In the report, it was noted that Bitcoin had maintained its price at or above $100,000 since several weeks. Seven years ago Bitcoin reached $10,000 during a bull run in 2017.
According to Glassnode, the growth in Bitcoin’s realized cap is driven by its increasing role on the global stage, which has attracted institutions and sovereign entities.
In the report, nation-states that have adopted Bitcoin are highlighted as key factors. Bhutan has engaged in massive mining operations. El Salvador established Bitcoin as legal tender. The US is considering it as an asset for strategic reserves.
Bitcoin is one of the world’s largest assets, despite ongoing controversy over its value. With a market capitalization of $2 trillion, it has surpassed silver’s $1.8 trillion, Saudi Aramco’s $1.8 trillion, and Meta’s $1.7 trillion market caps.
As Bitcoin’s valuation increases, larger capital inflows are required to sustain its market growth. The Realized Cap metric, which tracks the cumulative net capital inflow, highlights Bitcoin’s growth.
Bitcoin is also a payment network that operates decentralized. The Bitcoin network processed $8,7 billion in daily economic transactions adjusted, totaling $3,2 trillion, over the course of the last 12 months.
The metrics presented here challenge the claim that Bitcoin is a useless and worthless currency.
The demand is still low
Since the collapse of FTX in November 2022, Bitcoin’s dominance within the digital asset ecosystem has increased, rising from 38% to 59%.
Bitcoin’s market capitalization has increased 5.3x from $363 billion to $1.93 trillion, whereas the altcoin market has expanded 4.7x from $190 billion to $892 billion. BTC is attracting a larger proportion of capital despite the correlation between Bitcoins and other altcoins.

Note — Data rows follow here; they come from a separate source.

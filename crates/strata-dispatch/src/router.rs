use std::future::Future;
use std::sync::Arc;

use async_trait::async_trait;
use dashmap::DashMap;
use futures_util::future::BoxFuture;
use http::Method;
use serde_json::Value;
use strata_common::DispatchError;

use crate::context::RequestContext;

#[derive(Debug, Clone, PartialEq)]
pub struct RouteResponse {
    pub response: Value,
    pub status: Option<u16>,
}

impl RouteResponse {
    pub fn ok(response: Value) -> Self {
        Self {
            response,
            status: None,
        }
    }

    pub fn with_status(response: Value, status: u16) -> Self {
        Self {
            response,
            status: Some(status),
        }
    }
}

/// Matches `(method, path)` to a handler and runs it.
#[async_trait]
pub trait RequestRouter: Send + Sync {
    /// Fails with [`DispatchError::Unroutable`] naming this method and path
    /// when nothing handles it.
    async fn try_route(
        &self,
        method: &Method,
        path: &str,
        request: RequestContext,
    ) -> Result<RouteResponse, DispatchError>;
}

type Handler =
    Arc<dyn Fn(RequestContext) -> BoxFuture<'static, Result<RouteResponse, DispatchError>> + Send + Sync>;

/// Exact-match route table: a handler is found only for the precise method
/// and path it was registered under.
#[derive(Default)]
pub struct RouteTable {
    handlers: DashMap<(Method, String), Handler>,
}

impl std::fmt::Debug for RouteTable {
    fn fmt(&self, f: &mut std::fmt::Formatter<'_>) -> std::fmt::Result {
        f.debug_struct("RouteTable")
            .field("routes", &self.handlers.len())
            .finish()
    }
}

impl RouteTable {
    pub fn new() -> Self {
        Self::default()
    }

    pub fn route<F, Fut>(self, method: Method, path: impl Into<String>, handler: F) -> Self
    where
        F: Fn(RequestContext) -> Fut + Send + Sync + 'static,
        Fut: Future<Output = Result<RouteResponse, DispatchError>> + Send + 'static,
    {
        self.insert(method, path, handler);
        self
    }

    pub fn insert<F, Fut>(&self, method: Method, path: impl Into<String>, handler: F)
    where
        F: Fn(RequestContext) -> Fut + Send + Sync + 'static,
        Fut: Future<Output = Result<RouteResponse, DispatchError>> + Send + 'static,
    {
        let handler: Handler = Arc::new(move |req| Box::pin(handler(req)));
        self.handlers.insert((method, path.into()), handler);
    }

    pub fn len(&self) -> usize {
        self.handlers.len()
    }

    pub fn is_empty(&self) -> bool {
        self.handlers.is_empty()
    }
}

#[async_trait]
impl RequestRouter for RouteTable {
    async fn try_route(
        &self,
        method: &Method,
        path: &str,
        request: RequestContext,
    ) -> Result<RouteResponse, DispatchError> {
        // Clone the handler out so no map guard is held across the await.
        let handler = self
            .handlers
            .get(&(method.clone(), path.to_string()))
            .map(|h| h.value().clone());
        let Some(handler) = handler else {
            return Err(DispatchError::unroutable(method.clone(), path));
        };
        handler(request).await
    }
}
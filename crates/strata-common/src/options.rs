use serde::{Deserialize, Deserializer, Serialize};
use serde_json::{Map, Value};

/// Installation id attributed to calls that do not name one.
pub const DEFAULT_INSTALLATION_ID: &str = "cloud";

/// Per-call options supplied alongside `(method, path, body)`.
#[derive(Debug, Clone, Default, PartialEq, Serialize, Deserialize)]
#[serde(rename_all = "camelCase")]
pub struct RequestOptions {
    /// Only ever holds a string; any other JSON type decodes as `None`.
    #[serde(
        default,
        deserialize_with = "string_only",
        skip_serializing_if = "Option::is_none"
    )]
    pub session_token: Option<String>,

    #[serde(default, deserialize_with = "truthy")]
    pub use_master_key: bool,

    #[serde(default, skip_serializing_if = "Option::is_none")]
    pub installation_id: Option<String>,

    #[serde(default)]
    pub context: Map<String, Value>,
}

impl RequestOptions {
    pub fn with_session_token(mut self, token: impl Into<String>) -> Self {
        self.session_token = Some(token.into());
        self
    }

    pub fn with_master_key(mut self) -> Self {
        self.use_master_key = true;
        self
    }

    pub fn with_installation_id(mut self, installation_id: impl Into<String>) -> Self {
        self.installation_id = Some(installation_id.into());
        self
    }

    /// The caller's installation id, or [`DEFAULT_INSTALLATION_ID`] when it
    /// is absent or empty.
    pub fn installation_id(&self) -> &str {
        self.installation_id
            .as_deref()
            .filter(|id| !id.is_empty())
            .unwrap_or(DEFAULT_INSTALLATION_ID)
    }
}

fn string_only<'de, D>(deserializer: D) -> Result<Option<String>, D::Error>
where
    D: Deserializer<'de>,
{
    Ok(match Value::deserialize(deserializer)? {
        Value::String(s) => Some(s),
        _ => None,
    })
}

// `useMasterKey` is tested for truthiness by SDK callers, so `1` or `"yes"`
// still count while `0`, `""` and `null` do not.
fn truthy<'de, D>(deserializer: D) -> Result<bool, D::Error>
where
    D: Deserializer<'de>,
{
    Ok(match Value::deserialize(deserializer)? {
        Value::Null => false,
        Value::Bool(b) => b,
        Value::Number(n) => n.as_f64().map(|f| f != 0.0).unwrap_or(true),
        Value::String(s) => !s.is_empty(),
        Value::Array(_) | Value::Object(_) => true,
    })
}
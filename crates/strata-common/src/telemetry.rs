use opentelemetry::trace::TracerProvider as TracerProviderTrait;
use opentelemetry::KeyValue;
use opentelemetry_otlp::{WithExportConfig, WithHttpConfig};
use opentelemetry_sdk::trace::TracerProvider;
use opentelemetry_sdk::Resource;
use tracing_subscriber::{layer::SubscriberExt, util::SubscriberInitExt, EnvFilter, Layer};

/// Initialize tracing with optional OTLP span export.
///
/// - `service_name`: identifies this component (e.g. "strata-gateway")
/// - `otlp_endpoint`: if `Some`, spans are exported via OTLP/HTTP to this base URL.
///   The exporter appends `/v1/traces`.
/// - `otlp_token`: bearer token sent with every export request
/// - `log_format`: `"json"` for one JSON object per line, anything else for text
///
/// Returns the tracer provider when export is enabled; the caller keeps it
/// alive and calls `shutdown()` on it before exit.
pub fn init_tracing(
    service_name: &str,
    otlp_endpoint: Option<&str>,
    otlp_token: Option<&str>,
    log_format: &str,
) -> Option<TracerProvider> {
    let env_filter = EnvFilter::try_from_default_env().unwrap_or_else(|_| EnvFilter::new("info"));

    let fmt_layer = if log_format.eq_ignore_ascii_case("json") {
        tracing_subscriber::fmt::layer().json().boxed()
    } else {
        tracing_subscriber::fmt::layer().boxed()
    };

    let Some(endpoint) = otlp_endpoint else {
        tracing_subscriber::registry()
            .with(env_filter)
            .with(fmt_layer)
            .init();
        return None;
    };

    let mut headers = std::collections::HashMap::new();
    if let Some(token) = otlp_token.filter(|t| !t.is_empty()) {
        headers.insert("Authorization".to_string(), format!("Bearer {token}"));
    }

    let exporter = match opentelemetry_otlp::SpanExporter::builder()
        .with_http()
        .with_endpoint(endpoint)
        .with_headers(headers)
        .build()
    {
        Ok(e) => e,
        Err(err) => {
            eprintln!("failed to create OTLP exporter: {err}, falling back to stdout only");
            tracing_subscriber::registry()
                .with(env_filter)
                .with(fmt_layer)
                .init();
            return None;
        }
    };

    let provider = TracerProvider::builder()
        .with_batch_exporter(exporter, opentelemetry_sdk::runtime::Tokio)
        .with_resource(Resource::new([KeyValue::new(
            "service.name",
            service_name.to_string(),
        )]))
        .build();

    let otel_layer =
        tracing_opentelemetry::layer().with_tracer(provider.tracer(service_name.to_string()));

    tracing_subscriber::registry()
        .with(env_filter)
        .with(fmt_layer)
        .with(otel_layer)
        .init();

    tracing::info!(endpoint, service_name, "OTLP tracing enabled");
    Some(provider)
}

Also, institutional investors prefer Bitcoin. This is made possible by US Bitcoin spot exchange-traded fund (ETFs). The report attributed this interest to Bitcoin’s inherent scarcity and its role as a hedge against fiat currency debasement.
The increased interest of nations and institutions in Bitcoin hasn’t been sufficient to create new demand, as it remains lower than previous cycles.
The changing investor behaviour
Glassnode says that new demand is now coming in bursts, rather than in steady inflows as in previous cycles. The small retail sector has seen a decline in participation compared with the peak of 2021, whereas larger companies have increased their stakes.
Despite favorable market conditions, Google’s search interest for Bitcoin has not reached 2021 levels. Retail investors are increasingly strategic in their accumulation.
In just one year, institutional investors have gained exposure to Bitcoin through the introduction of US spot ETFs. Over $40 billion has been invested in these ETFs in addition to over $120 million in assets.
Bitcoin investors have shown resilience in the face of market declines. Current cycle realized lower losses than prior cycles. Only the August 5th, 2024 yen carry unwind is significant. The report also highlighted that Bitcoin’s drawdowns have been more controlled, with lower realized volatility, unlike past cycles.
This cycle’s price movement has seen a number of rallying periods followed by consolidation phases, which have contributed to the more stable structure of the market attributed to players who are more experienced in trading Bitcoin and other crypto.